Between October 2000 and June 2004, no less than five young, black men died in DeLisle, Mississippi, Jesmyn Ward’s hometown. Of course, there were more than five, but the loss of these particular young men, beginning with her brother Joshua, and ending with her friend Roger emotionally devastated Ward. The causes of death ranged from drug-induced heart attack to car accident to murder, but though they were unconnected on the surface, Ward lays bare the reality of life in the South, exposing the invisible threads of poverty and blackness that unite their untimely deaths. These deaths and a confusing homesickness called Ward home to the South again and again, even as she was trying to escape by attending college on the West coast, and then grad school in Michigan.
Men We Reaped is a series of obituaries, hung together by the context of life in the South, and a deep sense of foreboding about the next inevitable death. Ward begins with her family history, leading up to the marriage of her parents, then switches off to recount the life and death of the final victim, Roger Eric Daniels III. Returning to her own family, she shares her childhood and her parents’ troubled marriage, and continues to switch off biography and autobiography until the two timelines meet, and her story culminates with the first death, the loss of her younger brother, Joshua Adam Dedeaux. This unusual structure means that those who died first are ghosts in the stories of those who died later, but covering the deaths in reverse chronological order has the peculiar effect of bringing those ghosts back to life, only to relive their tragic deaths once more.
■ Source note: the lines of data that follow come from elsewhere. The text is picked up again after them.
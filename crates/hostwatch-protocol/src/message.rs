//! Outbound wire messages.
//!
//! Everything the agent sends is a JSON 2-element array `[tag, payload]`
//! with `tag` either `"auth"` or `"stats"`. The stats payload is itself
//! a fixed-shape nested array; the tuple structs below pin that shape at
//! the type level.

use serde::ser::{SerializeTuple, Serializer};
use serde::Serialize;

use hostwatch_core::{LoggedInUser, LoginEntry, ProcessRecord, ProcessSummary, SystemSnapshot};

/// Result of the authentication handshake as reported to the client.
#[derive(Debug, Clone, Copy, PartialEq, Eq, Serialize)]
#[serde(rename_all = "lowercase")]
pub enum AuthStatus {
    Success,
    Failure,
}

/// Login history as it crosses the wire: the entry list on success, a
/// human-readable reason in place of the list when the accounting query
/// failed. Degradation stays in-band; it is never a protocol error.
#[derive(Debug, Clone, PartialEq, Serialize)]
#[serde(untagged)]
pub enum LoginHistory {
    Entries(Vec<LoginEntry>),
    Unavailable(String),
}

/// `[summary, users, history, uptime]`
#[derive(Debug, Clone, PartialEq, Serialize)]
pub struct HostActivity(
    pub ProcessSummary,
    pub Vec<LoggedInUser>,
    pub LoginHistory,
    pub String,
);

/// `[snapshot, processes, activity, logtail]` - the full payload of one
/// `"stats"` response.
#[derive(Debug, Clone, PartialEq, Serialize)]
pub struct StatsReport(
    pub SystemSnapshot,
    pub Vec<ProcessRecord>,
    pub HostActivity,
    pub Vec<String>,
);

/// A complete outbound message.
#[derive(Debug, Clone, PartialEq)]
pub enum ServerMessage {
    Auth(AuthStatus),
    Stats(Box<StatsReport>),
}

impl ServerMessage {
    pub fn auth_success() -> Self {
        ServerMessage::Auth(AuthStatus::Success)
    }

    pub fn auth_failure() -> Self {
        ServerMessage::Auth(AuthStatus::Failure)
    }

    pub fn stats(report: StatsReport) -> Self {
        ServerMessage::Stats(Box::new(report))
    }

    /// Encodes the message into the JSON text carried by a text frame.
    pub fn to_json(&self) -> Result<String, serde_json::Error> {
        serde_json::to_string(self)
    }
}

impl Serialize for ServerMessage {
    fn serialize<S>(&self, serializer: S) -> Result<S::Ok, S::Error>
    where
        S: Serializer,
    {
        let mut pair = serializer.serialize_tuple(2)?;
        match self {
            ServerMessage::Auth(status) => {
                pair.serialize_element("auth")?;
                pair.serialize_element(status)?;
            }
            ServerMessage::Stats(report) => {
                pair.serialize_element("stats")?;
                pair.serialize_element(report)?;
            }
        }
        pair.end()
    }
}
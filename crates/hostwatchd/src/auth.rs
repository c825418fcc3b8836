//! Shared-secret authentication gate.
//!
//! Every session presents exactly one credential before any snapshot
//! data is released: a text message `auth:<base64>` whose decoded
//! payload must match the configured shared secret byte for byte. The
//! gate is constructed with the secret at startup and never consults
//! the environment mid-request.
//!
//! The rejection reason is typed so the operator log can tell a typo
//! from a probe; the client only ever sees the uniform
//! `["auth","failure"]` message.

use base64::engine::general_purpose::STANDARD as BASE64;
use base64::Engine as _;

/// Why a credential was rejected.
#[derive(Debug, Clone, Copy, PartialEq, Eq, thiserror::Error)]
pub enum AuthRejection {
    #[error("first message is missing the auth prefix")]
    MissingPrefix,

    #[error("credential is not valid base64")]
    InvalidBase64,

    #[error("credential decoded to non-UTF-8 bytes")]
    InvalidUtf8,

    #[error("credential does not match the shared secret")]
    WrongSecret,
}

/// Validates session credentials against the process-wide shared secret.
///
/// Safe to share across sessions: the secret is read-only after
/// construction.
#[derive(Debug)]
pub struct AuthGate {
    secret: String,
}

impl AuthGate {
    pub fn new(secret: impl Into<String>) -> Self {
        Self {
            secret: secret.into(),
        }
    }

    /// Checks one still-encoded credential (the remainder after the
    /// `auth:` prefix).
    pub fn verify(&self, encoded: &str) -> Result<(), AuthRejection> {
        let decoded = BASE64
            .decode(encoded)
            .map_err(|_| AuthRejection::InvalidBase64)?;
        let credential = String::from_utf8(decoded).map_err(|_| AuthRejection::InvalidUtf8)?;

        if credential == self.secret {
            Ok(())
        } else {
            Err(AuthRejection::WrongSecret)
        }
    }
}

#[cfg(test)]
mod tests {
    use super::*;

    fn encode(credential: &str) -> String {
        BASE64.encode(credential)
    }

    #[test]
    fn test_correct_secret_accepted() {
        let gate = AuthGate::new("hunter2");
        assert_eq!(gate.verify(&encode("hunter2")), Ok(()));
    }

    #[test]
    fn test_wrong_secret_rejected() {
        let gate = AuthGate::new("hunter2");
        assert_eq!(
            gate.verify(&encode("hunter3")),
            Err(AuthRejection::WrongSecret)
        );
    }

    #[test]
    fn test_secret_comparison_is_exact() {
        let gate = AuthGate::new("hunter2");
        assert_eq!(
            gate.verify(&encode("hunter2 ")),
            Err(AuthRejection::WrongSecret)
        );
        assert_eq!(
            gate.verify(&encode("Hunter2")),
            Err(AuthRejection::WrongSecret)
        );
    }

    #[test]
    fn test_invalid_base64_rejected() {
        let gate = AuthGate::new("hunter2");
        assert_eq!(
            gate.verify("!!!not base64!!!"),
            Err(AuthRejection::InvalidBase64)
        );
    }

    #[test]
    fn test_non_utf8_credential_rejected() {
        let gate = AuthGate::new("hunter2");
        let encoded = BASE64.encode([0xff, 0xfe, 0xfd]);
        assert_eq!(gate.verify(&encoded), Err(AuthRejection::InvalidUtf8));
    }

    #[test]
    fn test_empty_credential_is_wrong_not_malformed() {
        // "auth:" with nothing after it decodes cleanly to the empty
        // string, which simply fails the comparison.
        let gate = AuthGate::new("hunter2");
        assert_eq!(gate.verify(""), Err(AuthRejection::WrongSecret));
    }

    #[test]
    fn test_rejection_reasons_have_distinct_messages() {
        let reasons = [
            AuthRejection::MissingPrefix,
            AuthRejection::InvalidBase64,
            AuthRejection::InvalidUtf8,
            AuthRejection::WrongSecret,
        ];
        for (i, a) in reasons.iter().enumerate() {
            for b in reasons.iter().skip(i + 1) {
                assert_ne!(a.to_string(), b.to_string());
            }
        }
    }
}
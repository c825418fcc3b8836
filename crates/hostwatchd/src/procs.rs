//! Concurrent process-table enumeration.
//!
//! Listing is a point-in-time scan: a retained `sysinfo::System`
//! supplies the OS-tracked CPU delta per pid (the first scan reads 0.0)
//! plus the memory share and owning user, then one bounded worker per
//! pid inspects the live process through `/proc`. A process that
//! disappears, denies access, or turned zombie between listing and
//! inspection degrades to the all-"N/A" record; the scan continues for
//! the rest of the table.

use std::sync::Arc;

use chrono::{Local, LocalResult, TimeZone};
use sysinfo::{ProcessesToUpdate, System, Users};
use tokio::sync::{Mutex, Semaphore};
use tokio::task::JoinSet;
use tracing::debug;

use procfs::WithCurrentSystemInfo;

use hostwatch_core::{ProcessRecord, ProcessSample};

/// Worker-pool width for per-process inspection.
pub const DEFAULT_INSPECTION_WORKERS: usize = 64;

/// Data captured for one pid at listing time, before inspection.
#[derive(Debug, Clone)]
struct ListedProcess {
    pid: u32,
    owner: Option<String>,
    cpu_percent: f32,
    memory_percent: f64,
}

/// Scans the process table and produces one `ProcessRecord` per listed
/// process. Keeps the sampler between calls so CPU percentages read the
/// delta since the previous scan.
pub struct ProcessEnumerator {
    system: Mutex<System>,
    workers: usize,
}

impl ProcessEnumerator {
    pub fn new() -> Self {
        Self::with_workers(DEFAULT_INSPECTION_WORKERS)
    }

    /// Enumerator with a custom worker-pool width (mainly for tests).
    pub fn with_workers(workers: usize) -> Self {
        Self {
            system: Mutex::new(System::new()),
            workers: workers.max(1),
        }
    }

    /// Runs one full scan: list, fan out inspection, join on all of it.
    ///
    /// No ordering is guaranteed; records come back in completion order.
    pub async fn enumerate(&self) -> Vec<ProcessRecord> {
        let listing = self.list_processes().await;
        let boot_time = procfs::boot_time_secs().unwrap_or(0);

        let semaphore = Arc::new(Semaphore::new(self.workers));
        let mut tasks = JoinSet::new();

        for listed in listing {
            let semaphore = Arc::clone(&semaphore);
            tasks.spawn(async move {
                // Acquire only fails when the semaphore is closed, which
                // never happens while the JoinSet is alive.
                let Ok(_permit) = semaphore.acquire().await else {
                    return ProcessRecord::Unavailable;
                };
                tokio::task::spawn_blocking(move || inspect(listed, boot_time))
                    .await
                    .unwrap_or(ProcessRecord::Unavailable)
            });
        }

        let mut records = Vec::new();
        while let Some(joined) = tasks.join_next().await {
            records.push(joined.unwrap_or(ProcessRecord::Unavailable));
        }

        debug!(
            total = records.len(),
            unavailable = records.iter().filter(|r| r.is_unavailable()).count(),
            "process scan complete"
        );
        records
    }

    async fn list_processes(&self) -> Vec<ListedProcess> {
        let users = Users::new_with_refreshed_list();

        let mut system = self.system.lock().await;
        system.refresh_memory();
        system.refresh_processes(ProcessesToUpdate::All, true);

        let total_memory = system.total_memory();
        system
            .processes()
            .iter()
            .map(|(pid, process)| {
                let owner = process
                    .user_id()
                    .and_then(|uid| users.get_user_by_id(uid))
                    .map(|user| user.name().to_string());
                let memory_percent = if total_memory == 0 {
                    0.0
                } else {
                    process.memory() as f64 / total_memory as f64 * 100.0
                };
                ListedProcess {
                    pid: pid.as_u32(),
                    owner,
                    cpu_percent: process.cpu_usage(),
                    memory_percent,
                }
            })
            .collect()
    }
}

impl Default for ProcessEnumerator {
    fn default() -> Self {
        Self::new()
    }
}

/// One inspection unit: reads `/proc/<pid>/stat` and merges it with the
/// listing data. Every failure path collapses to the fallback record so
/// a partially-read process can never leak a mixed row.
fn inspect(listed: ListedProcess, boot_time: u64) -> ProcessRecord {
    let Some(owner) = listed.owner else {
        return ProcessRecord::Unavailable;
    };
    let Ok(process) = procfs::process::Process::new(listed.pid as i32) else {
        return ProcessRecord::Unavailable;
    };
    let Ok(stat) = process.stat() else {
        return ProcessRecord::Unavailable;
    };
    if stat.state == 'Z' {
        return ProcessRecord::Unavailable;
    }

    let ticks = procfs::ticks_per_second().max(1);
    let cpu_time = (stat.utime + stat.stime) as f64 / ticks as f64;

    ProcessRecord::Sampled(ProcessSample {
        owner,
        pid: listed.pid,
        cpu_percent: format!("{:.1}", listed.cpu_percent),
        memory_percent: format!("{:.1}", listed.memory_percent),
        virtual_kb: (stat.vsize / 1024).to_string(),
        resident_kb: (stat.rss_bytes().get() / 1024).to_string(),
        terminal: "?".to_string(),
        state: stat.state.to_ascii_uppercase().to_string(),
        started_at: start_clock_time(boot_time, stat.starttime, ticks),
        cpu_time: cpu_time.to_string(),
        command: stat.comm,
    })
}

/// Renders a process start time as local `HH:MM`.
fn start_clock_time(boot_time: u64, starttime_ticks: u64, ticks_per_second: u64) -> String {
    let started = boot_time.saturating_add(starttime_ticks / ticks_per_second);
    match Local.timestamp_opt(started as i64, 0) {
        LocalResult::Single(when) => when.format("%H:%M").to_string(),
        _ => "00:00".to_string(),
    }
}
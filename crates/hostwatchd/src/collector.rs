//! Host-wide snapshot collection.
//!
//! Everything one `"stats"` request needs beyond the process table:
//! CPU/memory/disk/load, the process-state histogram, login data,
//! uptime, and the system log tail. Data-source failures degrade to
//! documented in-band values; nothing here fails a snapshot as a whole.

use std::path::{Path, PathBuf};
use std::time::Duration;

use sysinfo::{Disks, System};
use thiserror::Error;
use tokio::process::Command;
use tokio::sync::Mutex;
use tracing::debug;

use hostwatch_core::{
    format_uptime, parse_login_history, parse_login_table, DiskStats, LoadAverage, LoggedInUser,
    LoginEntry, MemoryStats, ProcessSummary, StateCounts, SystemSnapshot,
};

/// Observation window for the two-point CPU sample. The dominant latency
/// cost of one snapshot cycle.
pub const CPU_SAMPLE_INTERVAL: Duration = Duration::from_secs(1);

/// How many accounting records the login-history query asks for.
pub const LOGIN_HISTORY_DEPTH: u32 = 20;

/// How many trailing log lines the tail returns.
pub const SYSLOG_TAIL_LINES: usize = 20;

/// Sentinel line reported when the system log path is absent.
pub const SYSLOG_MISSING_SENTINEL: &str = "System log file not found.";

/// The login-accounting query failed before parsing could start.
#[derive(Debug, Error)]
pub enum LoginQueryError {
    #[error("failed to run last: {0}")]
    Spawn(#[from] std::io::Error),

    #[error("last exited with {status}")]
    Failed { status: std::process::ExitStatus },
}

/// Collects host-wide metrics for the stats engine.
///
/// Keeps the CPU sampler between calls; the lock is never held across
/// the 1-second sample window, so one session's snapshot does not stall
/// another's.
pub struct SnapshotCollector {
    system: Mutex<System>,
    syslog_path: PathBuf,
}

impl SnapshotCollector {
    pub fn new(syslog_path: impl Into<PathBuf>) -> Self {
        Self {
            system: Mutex::new(System::new()),
            syslog_path: syslog_path.into(),
        }
    }

    /// Gathers CPU, memory, disk and load in one pass.
    ///
    /// The CPU figure is a two-point sample over `CPU_SAMPLE_INTERVAL`,
    /// so the first call is as accurate as any later one.
    pub async fn collect_snapshot(&self) -> SystemSnapshot {
        {
            let mut system = self.system.lock().await;
            system.refresh_cpu_usage();
        }

        tokio::time::sleep(CPU_SAMPLE_INTERVAL).await;

        let (cpu, memory) = {
            let mut system = self.system.lock().await;
            system.refresh_cpu_usage();
            system.refresh_memory();
            let memory = MemoryStats::new(
                system.total_memory(),
                system.available_memory(),
                system.used_memory(),
                system.free_memory(),
            );
            (system.global_cpu_usage(), memory)
        };

        SystemSnapshot {
            cpu,
            memory,
            disk: root_disk_usage(),
            load_avg: load_average(),
        }
    }

    /// Builds the process-state histogram.
    ///
    /// The total counts the listing; a process that exits before its
    /// state is read stays in the total but lands in no bucket.
    pub async fn summarize_processes(&self) -> ProcessSummary {
        tokio::task::spawn_blocking(summarize_blocking)
            .await
            .unwrap_or_default()
    }

    /// Enumerates active login sessions via `who`, in table order.
    /// Query failure degrades to an empty list.
    pub async fn logged_in_users(&self) -> Vec<LoggedInUser> {
        match Command::new("who").output().await {
            Ok(output) if output.status.success() => {
                parse_login_table(&String::from_utf8_lossy(&output.stdout))
            }
            Ok(output) => {
                debug!(status = %output.status, "who exited with failure");
                Vec::new()
            }
            Err(error) => {
                debug!(%error, "failed to run who");
                Vec::new()
            }
        }
    }

    /// Queries the last `LOGIN_HISTORY_DEPTH` login-accounting records.
    pub async fn recent_logins(&self) -> Result<Vec<LoginEntry>, LoginQueryError> {
        let output = Command::new("last")
            .arg("-n")
            .arg(LOGIN_HISTORY_DEPTH.to_string())
            .output()
            .await?;

        if !output.status.success() {
            return Err(LoginQueryError::Failed {
                status: output.status,
            });
        }

        Ok(parse_login_history(&String::from_utf8_lossy(
            &output.stdout,
        )))
    }

    /// Time since boot as `"{d}d {h}h {m}m"`.
    pub fn uptime(&self) -> String {
        format_uptime(System::uptime())
    }

    /// Last `SYSLOG_TAIL_LINES` lines of the system log, or the
    /// missing-file sentinel when the path cannot be read.
    pub async fn tail_syslog(&self) -> Vec<String> {
        match tokio::fs::read_to_string(&self.syslog_path).await {
            Ok(contents) => {
                let total = contents.lines().count();
                contents
                    .lines()
                    .skip(total.saturating_sub(SYSLOG_TAIL_LINES))
                    .map(str::to_string)
                    .collect()
            }
            Err(error) => {
                debug!(
                    path = %self.syslog_path.display(),
                    %error,
                    "system log unavailable"
                );
                vec![SYSLOG_MISSING_SENTINEL.to_string()]
            }
        }
    }
}

fn summarize_blocking() -> ProcessSummary {
    let Ok(table) = procfs::process::all_processes() else {
        return ProcessSummary::default();
    };

    let mut total = 0;
    let mut states = StateCounts::default();
    for process in table.flatten() {
        total += 1;
        if let Ok(stat) = process.stat() {
            states.record(stat.state);
        }
    }

    ProcessSummary {
        total_processes: total,
        states,
    }
}

/// Usage of the root filesystem. Falls back to the first listed disk on
/// hosts where `/` is not its own mount.
fn root_disk_usage() -> DiskStats {
    let disks = Disks::new_with_refreshed_list();
    disks
        .list()
        .iter()
        .find(|disk| disk.mount_point() == Path::new("/"))
        .or_else(|| disks.list().first())
        .map(|disk| DiskStats::from_space(disk.total_space(), disk.available_space()))
        .unwrap_or_else(|| DiskStats::from_space(0, 0))
}

fn load_average() -> LoadAverage {
    let load = System::load_average();
    LoadAverage(load.one, load.five, load.fifteen)
}

#[cfg(test)]
mod tests {
    use super::*;
    use std::io::Write;

    #[tokio::test]
    async fn test_tail_syslog_missing_path_is_exact_sentinel() {
        let collector = SnapshotCollector::new("/nonexistent/hostwatch-test.log");
        assert_eq!(
            collector.tail_syslog().await,
            vec![SYSLOG_MISSING_SENTINEL.to_string()]
        );
    }

    #[tokio::test]
    async fn test_tail_syslog_caps_at_twenty_lines() {
        let mut file = tempfile::NamedTempFile::new().unwrap();
        for i in 1..=25 {
            writeln!(file, "line {i}").unwrap();
        }
        file.flush().unwrap();

        let collector = SnapshotCollector::new(file.path());
        let tail = collector.tail_syslog().await;

        assert_eq!(tail.len(), SYSLOG_TAIL_LINES);
        assert_eq!(tail.first().unwrap(), "line 6");
        assert_eq!(tail.last().unwrap(), "line 25");
    }

    #[tokio::test]
    async fn test_tail_syslog_short_file_returned_whole() {
        let mut file = tempfile::NamedTempFile::new().unwrap();
        writeln!(file, "only line").unwrap();
        file.flush().unwrap();

        let collector = SnapshotCollector::new(file.path());
        assert_eq!(collector.tail_syslog().await, vec!["only line".to_string()]);
    }

    #[test]
    fn test_uptime_matches_pattern() {
        let collector = SnapshotCollector::new("/var/log/syslog");
        let uptime = collector.uptime();

        let mut parts = uptime.split(' ');
        let days = parts.next().unwrap();
        let hours = parts.next().unwrap();
        let minutes = parts.next().unwrap();
        assert!(parts.next().is_none());
        assert!(days.strip_suffix('d').unwrap().parse::<u64>().is_ok());
        assert!(hours.strip_suffix('h').unwrap().parse::<u64>().is_ok());
        assert!(minutes.strip_suffix('m').unwrap().parse::<u64>().is_ok());
    }

    #[tokio::test]
    async fn test_summarize_counts_running_processes() {
        let collector = SnapshotCollector::new("/var/log/syslog");
        let summary = collector.summarize_processes().await;

        assert!(summary.total_processes > 0);
        let bucketed = summary.states.running
            + summary.states.sleeping
            + summary.states.stopped
            + summary.states.zombie
            + summary.states.idle
            + summary.states.other;
        assert!(bucketed as usize <= summary.total_processes);
    }

    #[tokio::test(flavor = "multi_thread")]
    async fn test_collect_snapshot_reads_real_host() {
        let collector = SnapshotCollector::new("/var/log/syslog");
        let snapshot = collector.collect_snapshot().await;

        assert!(snapshot.cpu >= 0.0);
        assert!(snapshot.memory.total > 0);
        assert!(snapshot.memory.percent >= 0.0 && snapshot.memory.percent <= 100.0);
        assert!(snapshot.load_avg.0 >= 0.0);
    }
}
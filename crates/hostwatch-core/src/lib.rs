//! Hostwatch Core - Shared domain types for host monitoring
//!
//! This crate provides the telemetry types shared between the daemon
//! (hostwatchd) and the wire protocol (hostwatch-protocol): per-process
//! records, the host-wide snapshot, login data, and uptime formatting.
//!
//! All code follows the panic-free policy: no `.unwrap()`, `.expect()`,
//! `panic!()`, `unreachable!()`, `todo!()`, or direct indexing `[i]`.

pub mod login;
pub mod process;
pub mod snapshot;
pub mod uptime;

// Re-exports for convenience
pub use login::{parse_login_history, parse_login_table, LoggedInUser, LoginEntry};
pub use process::{ProcessRecord, ProcessSample, ProcessSummary, StateCounts, FIELD_UNAVAILABLE};
pub use snapshot::{DiskStats, LoadAverage, MemoryStats, SystemSnapshot};
pub use uptime::format_uptime;
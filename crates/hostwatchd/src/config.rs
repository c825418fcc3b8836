//! Agent configuration.
//!
//! Read once from the environment at startup and handed to the
//! components that need it; nothing reads the environment mid-request.

use std::env;
use std::net::SocketAddr;
use std::path::PathBuf;

use thiserror::Error;

/// Environment variable carrying the shared secret. Required.
pub const SECRET_ENV: &str = "HOSTWATCH_SECRET";

/// Environment variable overriding the listen address.
pub const BIND_ENV: &str = "HOSTWATCH_BIND";

/// Environment variable overriding the system log path.
pub const SYSLOG_ENV: &str = "HOSTWATCH_SYSLOG";

/// Environment variables overriding the TLS material paths.
pub const CERT_ENV: &str = "HOSTWATCH_CERT";
pub const KEY_ENV: &str = "HOSTWATCH_KEY";

pub const DEFAULT_BIND_ADDR: &str = "127.0.0.1:8765";
pub const DEFAULT_SYSLOG_PATH: &str = "/var/log/syslog";
pub const DEFAULT_CERT_PATH: &str = "cert/localhost.crt";
pub const DEFAULT_KEY_PATH: &str = "cert/localhost.key";

/// Agent configuration, fixed for the life of the process.
#[derive(Debug, Clone)]
pub struct AgentConfig {
    /// Address the agent listens on. The agent itself speaks plaintext;
    /// TLS terminates in the fronting listener.
    pub bind_addr: SocketAddr,

    /// Shared secret every session must present once.
    pub shared_secret: String,

    /// System log file served by the log tail; absence is non-fatal.
    pub syslog_path: PathBuf,

    /// Certificate/key pair for the TLS-terminating front end.
    pub cert_path: PathBuf,
    pub key_path: PathBuf,
}

impl AgentConfig {
    /// Reads the configuration from the environment.
    pub fn from_env() -> Result<Self, ConfigError> {
        let shared_secret = env::var(SECRET_ENV).unwrap_or_default();
        if shared_secret.is_empty() {
            return Err(ConfigError::MissingSecret);
        }

        let bind_raw = env::var(BIND_ENV).unwrap_or_else(|_| DEFAULT_BIND_ADDR.to_string());
        let bind_addr = bind_raw
            .parse()
            .map_err(|_| ConfigError::InvalidBindAddr { value: bind_raw })?;

        Ok(Self {
            bind_addr,
            shared_secret,
            syslog_path: path_from_env(SYSLOG_ENV, DEFAULT_SYSLOG_PATH),
            cert_path: path_from_env(CERT_ENV, DEFAULT_CERT_PATH),
            key_path: path_from_env(KEY_ENV, DEFAULT_KEY_PATH),
        })
    }
}

fn path_from_env(var: &str, default: &str) -> PathBuf {
    env::var_os(var)
        .map(PathBuf::from)
        .unwrap_or_else(|| PathBuf::from(default))
}

/// Errors that can occur while reading the configuration.
#[derive(Debug, Error)]
pub enum ConfigError {
    #[error("{SECRET_ENV} must be set to a non-empty shared secret")]
    MissingSecret,

    #[error("invalid listen address: {value}")]
    InvalidBindAddr { value: String },
}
Though the litany of deaths make clear the extent of the problem, Ward writes most movingly about her own family’s history, and her relationship with her brother. There is no surprise or admonition when thirteen-year-old Joshua, three years her junior, reveals that he is selling drugs to help make ends meet in their father’s household. It is simply the inevitable stop-gap for most young men in the depressed Southern economy. Ward herself is sixteen at the time, and living with their mother, being slowly lifted away from her brother as she is educated at a private Christian school paid for by the white man whose house her mother cleans. The gulf between them continues to widen until Ward feels like the naïve and sheltered younger sibling in contrast to her hardened and street smart younger brother.
Writing this book is part of Ward’s struggle to make sense of make happened and come to terms with it, and the events are clearly still quite emotionally raw even a decade later. The list of tragedies is grim and unrelenting, “it’s a list that silences people. It silenced me for a long time,” Ward writes. The spectre of her own substance abuse—self-medication for grief and despair—hangs over the narrative, but is never completely addressed. But by setting the women of her family—two sisters, her mother, and grandmother—against the short and violent lives of the men in the community, Ward is able to draw an incisive portrait of the gendered consequences of racism and poverty in the American South.